The mutilated body of an Iraqi scientist and an unidentified corpse were found yesterday in Samarra, where clashes the previous day between insurgents and US troops left five Iraqis dead and eight injured, police and hospital sources said.
In further unrest in the north of the country, one police officer was killed and four were wounded when their patrol was targeted by rocket-propelled grenade fire.
"Two bodies were found at 330am," said police Major Sadun al-Delemi at the city's hospital.
PHOTO: EPA
Bassem al-Mudares, a drug company worker who had a chemistry doctorate, was found near a mosque.
"It looked as though he had been tortured as his body was mutilated," Delemi said.
The toll from Tuesday's fighting rose to five dead and eight wounded, he said.
US soldiers manning an observation post said they were attacked with mortar rounds and small-arms fire from a house and a mosque.
"Two tanks protecting the observation post returned fire on the house and destroyed it," the US military said in a statement late Tuesday. "Aerial observation was called in to help ground troops locate anti-Iraqi forces," the US statement said.

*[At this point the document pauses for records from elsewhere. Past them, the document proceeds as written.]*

//! Descriptor records held by the chain registry.
//!
//! These types model the per-chain configuration records (CAIP-2 style
//! metadata, whitelisted tokens, DEX contract addresses, service endpoints)
//! and serialize to the camelCase JSON shape the dataset has always used.

use alloy::primitives::Address;
use serde::{Deserialize, Serialize};

/// Environment tag of a network deployment.
///
/// The devnet record is derived from the testnet record and therefore
/// carries [`NetworkTag::Test`] as well.
#[derive(Debug, Clone, Copy, PartialEq, Eq, Hash, Serialize, Deserialize)]
#[serde(rename_all = "lowercase")]
pub enum NetworkTag {
    /// Production deployment.
    Main,
    /// Staging / test deployment.
    Test,
}

/// The closed set of whitelisted token symbols.
#[derive(Debug, Clone, Copy, PartialEq, Eq, Hash, Serialize, Deserialize)]
#[serde(rename_all = "UPPERCASE")]
pub enum TokenSymbol {
    /// VET, the native coin.
    Vet,
    /// VTHO, the energy/gas token.
    Vtho,
    /// B3TR, the VeBetterDAO governance token.
    B3tr,
}

impl TokenSymbol {
    /// Ticker string as rendered on explorers.
    #[must_use]
    pub const fn as_str(self) -> &'static str {
        match self {
            Self::Vet => "VET",
            Self::Vtho => "VTHO",
            Self::B3tr => "B3TR",
        }
    }
}

impl std::fmt::Display for TokenSymbol {
    fn fmt(&self, f: &mut std::fmt::Formatter<'_>) -> std::fmt::Result {
        f.write_str(self.as_str())
    }
}

/// The closed set of supported DEX deployments.
#[derive(Debug, Clone, Copy, PartialEq, Eq, Hash, Serialize, Deserialize)]
#[serde(rename_all = "lowercase")]
pub enum DexName {
    /// VeRocket.
    Verocket,
    /// Vexchange.
    Vexchange,
}

impl DexName {
    /// Lowercase name as it appears in the dataset.
    #[must_use]
    pub const fn as_str(self) -> &'static str {
        match self {
            Self::Verocket => "verocket",
            Self::Vexchange => "vexchange",
        }
    }
}

impl std::fmt::Display for DexName {
    fn fmt(&self, f: &mut std::fmt::Formatter<'_>) -> std::fmt::Result {
        f.write_str(self.as_str())
    }
}

/// The chain's native currency.
#[derive(Debug, Clone, PartialEq, Eq, Serialize, Deserialize)]
pub struct NativeCurrency {
    /// Human-readable name.
    pub name: String,
    /// Ticker symbol.
    pub symbol: String,
    /// Decimal precision.
    pub decimals: u8,
}

/// A block explorer for human-facing links; never queried programmatically.
#[derive(Debug, Clone, PartialEq, Eq, Serialize, Deserialize)]
pub struct Explorer {
    /// Explorer name.
    pub name: String,
    /// Explorer base URL.
    pub url: String,
    /// Optional icon reference.
    #[serde(default, skip_serializing_if = "Option::is_none")]
    pub icon: Option<String>,
    /// Explorer API standard. Informational; `"none"` throughout this dataset.
    pub standard: String,
}

/// A whitelisted token on one chain.
#[derive(Debug, Clone, PartialEq, Eq, Serialize, Deserialize)]
pub struct Token {
    /// Token symbol, unique within a chain's token list.
    pub symbol: TokenSymbol,
    /// Human-readable name.
    pub name: String,
    /// Contract address, or the all-zero sentinel for the native coin.
    pub address: Address,
    /// Decimal precision.
    pub decimals: u8,
}

impl Token {
    /// Whether this entry is the chain's native coin rather than a
    /// contract-backed token (all-zero address sentinel).
    #[must_use]
    pub fn is_native(&self) -> bool {
        self.address == Address::ZERO
    }
}

/// Contract addresses of one DEX deployment.
#[derive(Debug, Clone, Copy, PartialEq, Eq, Serialize, Deserialize)]
#[serde(rename_all = "camelCase")]
pub struct Dex {
    /// DEX name.
    pub name: DexName,
    /// Wrapped-VET (WETH-equivalent) contract address.
    pub weth: Address,
    /// UniV2-style router contract address.
    pub router_v2: Address,
    /// Canonical WETH-VTHO pair contract address.
    #[serde(rename = "pairWETH_VTHO")]
    pub pair_weth_vtho: Address,
    /// WETH-B3TR pair contract address, if that pair exists on this DEX.
    #[serde(
        rename = "pairWETH_B3TR",
        default,
        skip_serializing_if = "Option::is_none"
    )]
    pub pair_weth_b3tr: Option<Address>,
}

/// The full descriptor record for one chain.
///
/// Follows the `ethereum-lists/chains` CAIP-2 JSON layout, extended with the
/// token whitelist, DEX addresses and gas-delegation fields.
#[derive(Debug, Clone, PartialEq, Eq, Serialize, Deserialize)]
#[serde(rename_all = "camelCase")]
pub struct ChainData {
    /// Display name.
    pub name: String,
    /// Network family label.
    pub chain: String,
    /// Environment tag.
    pub network: NetworkTag,
    /// RPC endpoint URLs, best first. The registry prescribes no failover
    /// policy; endpoint selection is up to the caller.
    pub rpc: Vec<String>,
    /// Faucet URLs; empty on production networks.
    pub faucets: Vec<String>,
    /// Native currency descriptor.
    pub native_currency: NativeCurrency,
    /// Informational website URL.
    #[serde(rename = "infoURL")]
    pub info_url: String,
    /// Short name / slug.
    pub short_name: String,
    /// Chain ID.
    pub chain_id: u64,
    /// Network ID. Numerically identical to `chain_id` across this dataset,
    /// which callers must not assume generalizes.
    pub network_id: u64,
    /// Optional icon reference.
    #[serde(default, skip_serializing_if = "Option::is_none")]
    pub icon: Option<String>,
    /// Block explorers; the first entry is the conventional default.
    pub explorers: Vec<Explorer>,
    /// Whitelisted tokens, native coin included.
    pub tokens: Vec<Token>,
    /// Supported DEXs.
    pub dexs: Vec<Dex>,
    /// VexWrapper contract address.
    pub vex_wrapper: Address,
    /// Gas pump contract address (the on-chain side of fee delegation).
    pub gas_pump: Address,
    /// Transaction-delegation service endpoint. An empty string means the
    /// feature is unavailable on this chain and callers must not call it.
    pub delegate_tx_endpoint: String,
}

impl ChainData {
    /// The preferred RPC endpoint (first entry of the list).
    #[must_use]
    pub fn preferred_rpc(&self) -> &str {
        self.rpc.first().map_or("", String::as_str)
    }

    /// Look up a whitelisted token by symbol.
    #[must_use]
    pub fn token(&self, symbol: TokenSymbol) -> Option<&Token> {
        self.tokens.iter().find(|t| t.symbol == symbol)
    }

    /// Look up a supported DEX by name.
    #[must_use]
    pub fn dex(&self, name: DexName) -> Option<&Dex> {
        self.dexs.iter().find(|d| d.name == name)
    }

    /// Whether the transaction-delegation service is available on this chain.
    #[must_use]
    pub fn delegate_tx_enabled(&self) -> bool {
        !self.delegate_tx_endpoint.is_empty()
    }

    /// Serialize this record to a pretty-printed JSON string.
    ///
    /// # Errors
    ///
    /// Returns an error if serialization fails.
    pub fn to_json(&self) -> Result<String, serde_json::Error> {
        serde_json::to_string_pretty(self)
    }

    /// Deserialize a record from a JSON string.
    ///
    /// # Errors
    ///
    /// Returns an error if deserialization fails.
    pub fn from_json(json: &str) -> Result<Self, serde_json::Error> {
        serde_json::from_str(json)
    }
}
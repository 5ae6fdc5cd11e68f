//! Runtime configuration loaded from `config.toml`.
//!
//! Provides per-chain RPC endpoint overrides for operators who run their
//! own nodes. When no config file is present, the registry's built-in RPC
//! lists are used as-is.

use std::collections::HashMap;
use std::path::Path;

use anyhow::{Context, Result};
use serde::Deserialize;

/// Top-level configuration.
#[derive(Debug, Default, Deserialize)]
pub struct Config {
    /// Per-chain RPC overrides, keyed by chain ID.
    #[serde(default)]
    pub chains: HashMap<u64, ChainRpcs>,
}

/// RPC endpoint list for a single chain.
#[derive(Debug, Clone, Deserialize)]
pub struct ChainRpcs {
    /// Ordered list of RPC URLs (best first).
    pub rpcs: Vec<String>,
}

impl Config {
    /// Load configuration from a TOML file.
    ///
    /// Returns [`Config::default`] if the file does not exist,
    /// allowing the binary to work without any config.
    ///
    /// # Errors
    ///
    /// Returns an error if the file exists but cannot be read or parsed.
    pub fn load(path: &Path) -> Result<Self> {
        if !path.exists() {
            return Ok(Self::default());
        }
        let text =
            std::fs::read_to_string(path).with_context(|| format!("reading {}", path.display()))?;
        toml::from_str(&text).with_context(|| format!("parsing {}", path.display()))
    }

    /// Return the RPC URL list for a chain, falling back to the registry's
    /// built-in list if the config has no entry for this chain.
    #[must_use]
    pub fn rpcs_for(&self, chain_id: u64, defaults: &[String]) -> Vec<String> {
        match self.chains.get(&chain_id) {
            Some(c) if !c.rpcs.is_empty() => c.rpcs.clone(),
            _ => defaults.to_vec(),
        }
    }
}

#[cfg(test)]
mod tests {
    use super::*;

    #[test]
    fn override_wins_over_built_in_list() {
        let config: Config = toml::from_str(
            r#"
            [chains.100010]
            rpcs = ["https://my-node.internal"]
            "#,
        )
        .unwrap();
        let defaults = vec!["https://testnet.veblocks.net".to_owned()];
        assert_eq!(
            config.rpcs_for(100_010, &defaults),
            vec!["https://my-node.internal".to_owned()]
        );
    }

    #[test]
    fn missing_or_empty_entry_falls_back_to_defaults() {
        let config = Config::default();
        let defaults = vec!["https://mainnet.veblocks.net".to_owned()];
        assert_eq!(config.rpcs_for(100_009, &defaults), defaults);

        let empty: Config = toml::from_str(
            r#"
            [chains.100009]
            rpcs = []
            "#,
        )
        .unwrap();
        assert_eq!(empty.rpcs_for(100_009, &defaults), defaults);
    }

    #[test]
    fn absent_file_loads_the_default_config() {
        let config = Config::load(Path::new("/nonexistent/config.toml")).unwrap();
        assert!(config.chains.is_empty());
    }
}
#![allow(clippy::print_stdout)]
//! Resolve the contract addresses a swap integration needs on mainnet.
//!
//! Usage:
//!   cargo run --example `swap_addresses`

use vechain_chains::{TokenSymbol, get_chain_data};

fn main() -> Result<(), Box<dyn std::error::Error>> {
    let chain = get_chain_data(100_009)?;

    let vtho = chain.token(TokenSymbol::Vtho).ok_or("VTHO not whitelisted")?;
    println!("VTHO: {} ({} decimals)", vtho.address, vtho.decimals);

    for dex in &chain.dexs {
        println!("[{}] router={}", dex.name, dex.router_v2);
        println!("[{}] WETH-VTHO pair={}", dex.name, dex.pair_weth_vtho);
        match dex.pair_weth_b3tr {
            Some(pair) => println!("[{}] WETH-B3TR pair={pair}", dex.name),
            None => println!("[{}] WETH-B3TR pair not deployed", dex.name),
        }
    }

    println!("gas pump: {}", chain.gas_pump);

    Ok(())
}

Troops later came under fire from various locations, including two other houses. The army added that it called in "close air support" and that the battle was continuing.
Powerful explosions rocked Samarra's northern edge as mosques started urging residents over loudspeakers to donate blood.
The city has been the scene of sporadic deadly clashes since a powerful suicide car bomb attack on July 8 on the city's Iraqi National Guard headquarters killed five US soldiers and four Iraqi guardsmen.
Iraq's security services were under attack in the oil city of Kirkuk, 225km north of Baghdad.
Unknown attackers opened fire on a police patrol, killing one officer and injuring four, three of them seriously, said Lieutenant Hussein Allawi, chief of the al-Aruba police station.
"One of the police station's patrols was attacked by a rocket-propelled grenade when it was crossing Grenada bridge," he said, adding that the wounded had been rushed to a hospital.